Mãe de jovem morto em supermercado no Rio cria ateliê em homenagem ao filho sete anos após crime
Dinalva Santos de Oliveira, mãe de Pedro Henrique de Oliveira Gonzaga, morto em 2019 após ser submetido a uma 'gravata' por seguranças de um supermercado na Barra da Tijuca, criou um ateliê de costura chamado 'Peter Inspira' em memória do filho. O caso será levado a júri popular, mas a data ainda não foi definida.

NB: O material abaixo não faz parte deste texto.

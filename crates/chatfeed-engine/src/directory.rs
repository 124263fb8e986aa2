//! Session-scoped snapshot of the user directory.
//!
//! Loaded with one bulk read when the engine starts and never refreshed:
//! users added or renamed afterwards are invisible for the session.

use std::collections::HashMap;
use std::sync::Arc;

use chatfeed_store::{RemoteStore, UserId, UserRecord};
use tracing::{debug, info, warn};

use crate::EngineError;

/// Display attributes of a user.
#[derive(Debug, Clone, PartialEq, Eq)]
pub struct UserProfile {
    pub id: UserId,
    pub first_name: String,
    pub last_name: String,
}

impl UserProfile {
    /// `"first last"`, without stray whitespace when a part is missing.
    pub fn display_name(&self) -> String {
        format!("{} {}", self.first_name, self.last_name)
            .trim()
            .to_string()
    }
}

impl From<UserRecord> for UserProfile {
    fn from(record: UserRecord) -> Self {
        Self {
            id: record.id,
            first_name: record.first_name,
            last_name: record.last_name,
        }
    }
}

/// Immutable mapping from user id to profile.
#[derive(Debug, Default)]
pub struct Directory {
    profiles: HashMap<UserId, UserProfile>,
}

impl Directory {
    /// Read the whole users collection and build the snapshot.
    pub async fn load(store: &dyn RemoteStore) -> Result<Arc<Self>, EngineError> {
        let records = store
            .list_users()
            .await
            .map_err(EngineError::DirectoryUnavailable)?;

        let directory = Self::from_records(records);
        info!(users = directory.len(), "user directory loaded");
        Ok(Arc::new(directory))
    }

    /// Build a snapshot from already-fetched records.
    ///
    /// When an id appears twice the later record wins.
    pub fn from_records(records: impl IntoIterator<Item = UserRecord>) -> Self {
        let mut profiles = HashMap::new();
        for record in records {
            let id = record.id.clone();
            if profiles.insert(id.clone(), UserProfile::from(record)).is_some() {
                warn!(user = %id, "duplicate user record, keeping the later one");
            }
        }
        debug!(users = profiles.len(), "directory built");
        Self { profiles }
    }

    /// Resolve a sender.
    pub fn lookup(&self, id: &UserId) -> Option<&UserProfile> {
        self.profiles.get(id)
    }

    pub fn len(&self) -> usize {
        self.profiles.len()
    }

    pub fn is_empty(&self) -> bool {
        self.profiles.is_empty()
    }
}

#[cfg(test)]
mod tests {
    use super::*;
    use chatfeed_store::MemoryStore;

    fn user(id: &str, first: &str, last: &str) -> UserRecord {
        UserRecord {
            id: UserId::from(id),
            first_name: first.to_string(),
            last_name: last.to_string(),
        }
    }

    #[test]
    fn test_display_name() {
        let full = UserProfile::from(user("u1", "Ada", "Lovelace"));
        assert_eq!(full.display_name(), "Ada Lovelace");

        let first_only = UserProfile::from(user("u2", "Ada", ""));
        assert_eq!(first_only.display_name(), "Ada");
    }

    #[test]
    fn test_lookup_missing_user() {
        let directory = Directory::from_records(vec![user("u1", "A", "")]);
        assert!(directory.lookup(&UserId::from("u1")).is_some());
        assert!(directory.lookup(&UserId::from("ghost")).is_none());
    }

    #[test]
    fn test_duplicate_ids_later_wins() {
        let directory =
            Directory::from_records(vec![user("u1", "Old", ""), user("u1", "New", "")]);
        assert_eq!(directory.len(), 1);
        assert_eq!(
            directory.lookup(&UserId::from("u1")).unwrap().first_name,
            "New"
        );
    }

    #[tokio::test]
    async fn test_load_from_store() {
        let store = MemoryStore::with_users(vec![user("u1", "A", ""), user("u2", "B", "")]);
        let directory = Directory::load(store.as_ref()).await.unwrap();
        assert_eq!(directory.len(), 2);
    }

    #[tokio::test]
    async fn test_load_failure_is_directory_unavailable() {
        let store = MemoryStore::new();
        store.set_fail_users(true);

        let err = Directory::load(store.as_ref()).await.unwrap_err();
        assert!(matches!(err, EngineError::DirectoryUnavailable(_)));
    }
}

Contexto do crime e decisão judicial
Pedro Henrique de Oliveira Gonzaga, de 19 anos, morreu em fevereiro de 2019 após ser imobilizado com uma 'gravata' por dois seguranças de um supermercado na Barra da Tijuca, Zona Oeste do Rio de Janeiro. Os acusados, Davi Amâncio e Edmilson Félix Pereira, serão julgados por homicídio doloso, após a Justiça entender que houve dolo eventual, ou seja, assumiram o risco de matar. A juíza Tula Corrêa de Mello, da 3ª Vara Criminal da Capital, considerou haver indícios suficientes de autoria e materialidade. A defesa dos réus recorreu da decisão, e a data do júri popular ainda não foi marcada.
Homenagem e legado
Sete anos após a morte do filho, Dinalva Santos de Oliveira transformou a dor em um projeto de memória e acolhimento. Ela criou o ateliê 'Peter Inspira', nome artístico usado por Pedro Henrique, onde oferece oficinas de costura como forma de terapia para outras pessoas. 'Peter Inspira porque ele foi — e continua sendo — minha maior inspiração', afirmou Dinalva. O neto de Dinalva, filho de Pedro Henrique, tinha seis meses na época do crime e hoje está com sete anos. A mãe do jovem relata que, apesar das terapias, a dor da perda persiste: 'É um dia de cada vez mesmo — e parece que o tempo piora'.